### ACTIVITY
Search the data for the string "await", and report each line where it is found.
┌─ DATA EXTRACTS
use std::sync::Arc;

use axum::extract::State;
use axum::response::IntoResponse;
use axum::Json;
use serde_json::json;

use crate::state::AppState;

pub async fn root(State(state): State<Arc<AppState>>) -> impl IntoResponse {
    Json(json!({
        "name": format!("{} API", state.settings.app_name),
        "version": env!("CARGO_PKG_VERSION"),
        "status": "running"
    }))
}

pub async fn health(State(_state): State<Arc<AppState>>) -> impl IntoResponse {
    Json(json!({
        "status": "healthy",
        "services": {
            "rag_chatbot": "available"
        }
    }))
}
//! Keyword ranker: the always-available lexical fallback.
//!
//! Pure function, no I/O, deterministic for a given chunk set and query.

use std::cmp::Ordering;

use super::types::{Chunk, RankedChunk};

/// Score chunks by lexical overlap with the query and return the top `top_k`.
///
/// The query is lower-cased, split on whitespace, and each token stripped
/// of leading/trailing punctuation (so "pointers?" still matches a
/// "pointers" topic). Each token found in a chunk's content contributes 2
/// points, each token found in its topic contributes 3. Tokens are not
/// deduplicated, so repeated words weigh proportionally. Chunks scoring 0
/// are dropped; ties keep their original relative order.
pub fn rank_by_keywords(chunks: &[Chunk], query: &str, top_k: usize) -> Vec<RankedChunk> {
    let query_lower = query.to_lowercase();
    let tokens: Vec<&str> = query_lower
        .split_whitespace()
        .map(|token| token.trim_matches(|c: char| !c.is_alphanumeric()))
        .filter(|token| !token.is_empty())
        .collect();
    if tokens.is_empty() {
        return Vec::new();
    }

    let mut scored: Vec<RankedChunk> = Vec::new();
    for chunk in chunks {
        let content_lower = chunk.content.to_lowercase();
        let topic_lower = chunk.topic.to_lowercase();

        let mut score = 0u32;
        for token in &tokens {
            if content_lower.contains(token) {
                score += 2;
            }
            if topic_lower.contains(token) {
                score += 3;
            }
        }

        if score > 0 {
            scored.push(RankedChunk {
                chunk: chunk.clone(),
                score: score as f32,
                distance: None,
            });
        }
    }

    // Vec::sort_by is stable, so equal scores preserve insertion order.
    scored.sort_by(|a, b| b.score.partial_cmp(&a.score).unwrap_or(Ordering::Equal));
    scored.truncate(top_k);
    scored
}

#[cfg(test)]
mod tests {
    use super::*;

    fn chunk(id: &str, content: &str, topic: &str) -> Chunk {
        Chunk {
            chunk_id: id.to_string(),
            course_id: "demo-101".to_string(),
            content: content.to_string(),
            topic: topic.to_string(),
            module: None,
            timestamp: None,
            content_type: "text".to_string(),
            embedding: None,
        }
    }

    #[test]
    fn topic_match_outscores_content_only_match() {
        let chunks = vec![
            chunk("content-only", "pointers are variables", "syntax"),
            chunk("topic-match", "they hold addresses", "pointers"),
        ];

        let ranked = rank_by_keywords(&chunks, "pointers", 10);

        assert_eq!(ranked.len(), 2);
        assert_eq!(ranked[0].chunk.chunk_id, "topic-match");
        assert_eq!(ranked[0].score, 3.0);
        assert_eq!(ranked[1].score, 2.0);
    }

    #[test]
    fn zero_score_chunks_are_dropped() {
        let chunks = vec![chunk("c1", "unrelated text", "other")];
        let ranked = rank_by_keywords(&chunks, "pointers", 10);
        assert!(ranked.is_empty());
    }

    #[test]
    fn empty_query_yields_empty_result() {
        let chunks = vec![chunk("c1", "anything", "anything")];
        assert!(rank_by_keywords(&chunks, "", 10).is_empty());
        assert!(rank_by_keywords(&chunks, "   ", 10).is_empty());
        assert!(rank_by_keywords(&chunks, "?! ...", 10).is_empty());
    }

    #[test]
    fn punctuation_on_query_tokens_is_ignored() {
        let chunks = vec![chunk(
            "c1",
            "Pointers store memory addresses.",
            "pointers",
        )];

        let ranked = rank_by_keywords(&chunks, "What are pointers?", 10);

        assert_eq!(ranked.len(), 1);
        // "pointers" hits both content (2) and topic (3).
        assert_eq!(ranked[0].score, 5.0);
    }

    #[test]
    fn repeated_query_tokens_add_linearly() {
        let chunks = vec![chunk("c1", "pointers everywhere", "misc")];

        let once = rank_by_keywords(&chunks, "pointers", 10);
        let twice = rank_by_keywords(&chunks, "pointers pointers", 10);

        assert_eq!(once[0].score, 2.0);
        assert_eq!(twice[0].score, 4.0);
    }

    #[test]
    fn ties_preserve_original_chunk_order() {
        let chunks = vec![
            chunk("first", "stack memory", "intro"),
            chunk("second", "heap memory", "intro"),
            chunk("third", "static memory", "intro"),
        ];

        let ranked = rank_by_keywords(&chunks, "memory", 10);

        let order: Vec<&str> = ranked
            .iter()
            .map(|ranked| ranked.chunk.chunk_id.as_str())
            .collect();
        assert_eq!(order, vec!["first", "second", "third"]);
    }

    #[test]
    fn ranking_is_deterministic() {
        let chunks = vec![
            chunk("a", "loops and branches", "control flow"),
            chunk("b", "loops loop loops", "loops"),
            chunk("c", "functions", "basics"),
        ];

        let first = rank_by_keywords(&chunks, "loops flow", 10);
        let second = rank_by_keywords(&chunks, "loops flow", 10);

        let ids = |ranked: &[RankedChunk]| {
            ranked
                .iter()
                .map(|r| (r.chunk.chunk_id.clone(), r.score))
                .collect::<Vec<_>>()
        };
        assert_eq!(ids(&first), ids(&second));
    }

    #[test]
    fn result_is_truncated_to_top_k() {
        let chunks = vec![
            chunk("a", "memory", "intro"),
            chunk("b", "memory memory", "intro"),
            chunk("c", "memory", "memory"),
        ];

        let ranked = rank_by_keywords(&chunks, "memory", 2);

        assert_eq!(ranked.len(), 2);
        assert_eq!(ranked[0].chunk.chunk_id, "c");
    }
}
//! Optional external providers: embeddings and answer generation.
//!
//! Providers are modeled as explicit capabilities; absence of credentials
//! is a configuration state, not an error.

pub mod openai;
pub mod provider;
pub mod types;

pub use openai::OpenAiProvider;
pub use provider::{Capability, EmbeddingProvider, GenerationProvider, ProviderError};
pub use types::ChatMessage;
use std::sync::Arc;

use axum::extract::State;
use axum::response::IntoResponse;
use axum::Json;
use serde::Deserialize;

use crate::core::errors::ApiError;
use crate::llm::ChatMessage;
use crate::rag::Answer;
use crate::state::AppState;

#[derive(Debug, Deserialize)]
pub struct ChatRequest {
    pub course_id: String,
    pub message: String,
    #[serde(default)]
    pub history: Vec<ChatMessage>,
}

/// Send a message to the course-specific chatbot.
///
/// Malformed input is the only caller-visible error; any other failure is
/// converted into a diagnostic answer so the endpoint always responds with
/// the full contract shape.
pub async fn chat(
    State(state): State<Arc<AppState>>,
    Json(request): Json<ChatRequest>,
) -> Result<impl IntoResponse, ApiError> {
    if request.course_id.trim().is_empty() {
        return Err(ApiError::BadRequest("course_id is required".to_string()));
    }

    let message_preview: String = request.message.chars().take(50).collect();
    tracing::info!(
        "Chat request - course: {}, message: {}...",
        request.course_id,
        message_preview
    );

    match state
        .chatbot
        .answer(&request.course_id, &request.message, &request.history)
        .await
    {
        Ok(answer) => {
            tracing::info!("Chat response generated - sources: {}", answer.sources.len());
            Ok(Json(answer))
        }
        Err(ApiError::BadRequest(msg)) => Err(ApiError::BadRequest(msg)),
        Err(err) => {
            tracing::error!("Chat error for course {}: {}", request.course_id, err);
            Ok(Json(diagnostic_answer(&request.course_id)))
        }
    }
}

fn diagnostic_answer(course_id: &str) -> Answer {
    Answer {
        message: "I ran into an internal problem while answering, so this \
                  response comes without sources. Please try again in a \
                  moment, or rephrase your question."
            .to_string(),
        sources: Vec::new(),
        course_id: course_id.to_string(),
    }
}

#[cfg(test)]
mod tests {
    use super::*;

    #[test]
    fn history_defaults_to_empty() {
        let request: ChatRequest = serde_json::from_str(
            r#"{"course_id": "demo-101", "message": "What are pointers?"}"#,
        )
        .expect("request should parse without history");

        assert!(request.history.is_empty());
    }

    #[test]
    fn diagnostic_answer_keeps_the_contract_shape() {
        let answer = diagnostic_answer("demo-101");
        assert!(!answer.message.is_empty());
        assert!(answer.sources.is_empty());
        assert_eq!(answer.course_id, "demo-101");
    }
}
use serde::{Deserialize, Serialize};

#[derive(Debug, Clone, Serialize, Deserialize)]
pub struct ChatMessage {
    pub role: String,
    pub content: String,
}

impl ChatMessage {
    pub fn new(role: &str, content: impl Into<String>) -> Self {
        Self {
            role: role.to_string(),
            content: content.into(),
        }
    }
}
└─
┌─ DATA EXTRACTS
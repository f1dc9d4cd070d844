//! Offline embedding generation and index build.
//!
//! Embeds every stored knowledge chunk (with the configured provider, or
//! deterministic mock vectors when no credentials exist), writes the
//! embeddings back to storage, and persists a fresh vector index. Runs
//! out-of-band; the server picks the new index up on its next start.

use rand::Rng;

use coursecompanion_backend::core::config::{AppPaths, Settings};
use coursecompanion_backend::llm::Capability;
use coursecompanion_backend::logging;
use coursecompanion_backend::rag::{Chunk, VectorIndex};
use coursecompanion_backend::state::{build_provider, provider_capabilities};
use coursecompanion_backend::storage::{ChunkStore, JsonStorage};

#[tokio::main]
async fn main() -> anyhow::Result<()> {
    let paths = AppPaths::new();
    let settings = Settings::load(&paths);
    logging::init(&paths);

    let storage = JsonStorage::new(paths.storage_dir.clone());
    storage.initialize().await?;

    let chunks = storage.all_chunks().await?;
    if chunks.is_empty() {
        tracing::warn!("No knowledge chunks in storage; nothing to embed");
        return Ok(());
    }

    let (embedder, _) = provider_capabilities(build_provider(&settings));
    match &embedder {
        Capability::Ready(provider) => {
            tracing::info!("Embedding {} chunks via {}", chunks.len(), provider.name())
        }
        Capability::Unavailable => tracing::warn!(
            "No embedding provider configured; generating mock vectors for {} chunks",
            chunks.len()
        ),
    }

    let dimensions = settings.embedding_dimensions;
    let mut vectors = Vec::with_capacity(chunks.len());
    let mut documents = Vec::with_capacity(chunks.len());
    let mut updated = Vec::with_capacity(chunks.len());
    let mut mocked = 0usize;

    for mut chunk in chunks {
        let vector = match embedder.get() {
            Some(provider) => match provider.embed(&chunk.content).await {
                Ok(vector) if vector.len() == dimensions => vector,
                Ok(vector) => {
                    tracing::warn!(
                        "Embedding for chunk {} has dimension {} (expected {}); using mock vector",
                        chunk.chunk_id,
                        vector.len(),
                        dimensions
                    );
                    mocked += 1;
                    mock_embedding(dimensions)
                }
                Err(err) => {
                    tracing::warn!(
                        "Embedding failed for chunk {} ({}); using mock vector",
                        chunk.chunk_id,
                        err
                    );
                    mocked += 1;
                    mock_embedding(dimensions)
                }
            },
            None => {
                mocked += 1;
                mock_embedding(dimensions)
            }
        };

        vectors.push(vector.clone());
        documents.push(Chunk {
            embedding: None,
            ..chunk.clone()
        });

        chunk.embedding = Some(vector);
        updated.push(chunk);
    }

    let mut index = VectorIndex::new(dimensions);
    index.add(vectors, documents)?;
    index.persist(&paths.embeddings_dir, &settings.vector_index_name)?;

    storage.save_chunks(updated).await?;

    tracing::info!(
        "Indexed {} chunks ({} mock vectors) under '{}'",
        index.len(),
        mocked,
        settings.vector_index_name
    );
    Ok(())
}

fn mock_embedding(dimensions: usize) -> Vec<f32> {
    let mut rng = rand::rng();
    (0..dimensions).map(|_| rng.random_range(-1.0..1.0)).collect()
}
└─
### SOLUTION TO THE PROBLEM
        .await
    storage.initialize().await?;
    let chunks = storage.all_chunks().await?;
            Some(provider) => match provider.embed(&chunk.content).await {
    storage.save_chunks(updated).await?;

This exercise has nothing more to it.